== WORK TO BE COMPLETED ==
Exactly how many lines below mention "AppError"? Answer with that number alone.

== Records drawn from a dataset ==
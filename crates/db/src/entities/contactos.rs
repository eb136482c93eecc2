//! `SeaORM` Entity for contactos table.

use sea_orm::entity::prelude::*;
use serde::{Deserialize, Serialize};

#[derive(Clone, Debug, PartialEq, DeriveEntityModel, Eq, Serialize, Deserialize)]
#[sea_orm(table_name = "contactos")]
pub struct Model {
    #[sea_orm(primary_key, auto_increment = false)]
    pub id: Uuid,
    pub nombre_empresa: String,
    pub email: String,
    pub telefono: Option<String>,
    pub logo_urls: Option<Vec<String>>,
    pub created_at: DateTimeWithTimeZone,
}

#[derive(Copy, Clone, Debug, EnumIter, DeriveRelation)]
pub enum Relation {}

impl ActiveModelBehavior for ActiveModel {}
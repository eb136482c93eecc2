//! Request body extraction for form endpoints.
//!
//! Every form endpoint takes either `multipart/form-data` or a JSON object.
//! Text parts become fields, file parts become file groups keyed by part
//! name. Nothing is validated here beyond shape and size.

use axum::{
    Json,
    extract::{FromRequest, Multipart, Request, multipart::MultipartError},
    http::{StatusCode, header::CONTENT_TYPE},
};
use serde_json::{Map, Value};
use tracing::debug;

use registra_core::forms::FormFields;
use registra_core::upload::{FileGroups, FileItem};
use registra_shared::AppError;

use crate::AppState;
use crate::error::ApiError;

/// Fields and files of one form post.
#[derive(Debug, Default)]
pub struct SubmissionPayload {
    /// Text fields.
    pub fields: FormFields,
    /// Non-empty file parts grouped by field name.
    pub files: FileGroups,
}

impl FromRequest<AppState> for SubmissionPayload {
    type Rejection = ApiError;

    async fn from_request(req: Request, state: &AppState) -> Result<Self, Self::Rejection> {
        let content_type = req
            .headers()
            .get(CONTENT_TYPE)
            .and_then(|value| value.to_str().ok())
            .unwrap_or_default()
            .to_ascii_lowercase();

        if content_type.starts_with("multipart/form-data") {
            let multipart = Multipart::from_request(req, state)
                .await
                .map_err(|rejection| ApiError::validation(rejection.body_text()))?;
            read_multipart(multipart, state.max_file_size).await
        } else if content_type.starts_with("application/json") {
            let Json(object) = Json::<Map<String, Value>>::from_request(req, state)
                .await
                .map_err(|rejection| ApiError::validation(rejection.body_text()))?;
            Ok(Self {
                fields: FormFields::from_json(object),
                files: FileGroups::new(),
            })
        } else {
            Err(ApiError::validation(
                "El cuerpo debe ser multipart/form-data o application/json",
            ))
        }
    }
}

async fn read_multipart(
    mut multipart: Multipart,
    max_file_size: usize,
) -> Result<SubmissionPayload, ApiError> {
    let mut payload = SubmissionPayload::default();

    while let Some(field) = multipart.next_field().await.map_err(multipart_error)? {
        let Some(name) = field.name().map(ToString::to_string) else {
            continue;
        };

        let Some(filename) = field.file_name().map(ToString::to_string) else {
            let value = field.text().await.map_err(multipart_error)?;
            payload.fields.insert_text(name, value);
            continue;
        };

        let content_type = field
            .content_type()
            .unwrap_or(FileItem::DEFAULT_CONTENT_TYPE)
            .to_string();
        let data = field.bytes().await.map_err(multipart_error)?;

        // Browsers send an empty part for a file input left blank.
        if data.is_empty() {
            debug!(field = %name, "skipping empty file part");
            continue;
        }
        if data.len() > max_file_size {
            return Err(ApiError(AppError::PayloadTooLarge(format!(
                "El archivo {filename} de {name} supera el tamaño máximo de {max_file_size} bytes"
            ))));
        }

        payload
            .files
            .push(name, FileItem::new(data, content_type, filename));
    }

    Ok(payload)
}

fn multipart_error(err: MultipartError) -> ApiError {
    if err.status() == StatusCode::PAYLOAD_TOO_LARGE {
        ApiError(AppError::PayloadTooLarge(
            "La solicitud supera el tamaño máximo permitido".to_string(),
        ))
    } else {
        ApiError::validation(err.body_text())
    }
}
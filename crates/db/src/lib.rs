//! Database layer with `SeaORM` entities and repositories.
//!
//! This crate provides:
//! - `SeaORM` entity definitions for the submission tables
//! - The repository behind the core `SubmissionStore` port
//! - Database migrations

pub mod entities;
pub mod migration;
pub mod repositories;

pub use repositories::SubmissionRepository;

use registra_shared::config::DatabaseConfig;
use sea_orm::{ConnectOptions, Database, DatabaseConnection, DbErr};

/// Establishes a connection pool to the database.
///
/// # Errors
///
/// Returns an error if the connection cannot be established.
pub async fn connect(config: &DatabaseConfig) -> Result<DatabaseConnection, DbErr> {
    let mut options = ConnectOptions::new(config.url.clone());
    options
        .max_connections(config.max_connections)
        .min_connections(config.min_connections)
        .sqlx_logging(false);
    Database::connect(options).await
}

== EXERCISE SOLUTION ==
3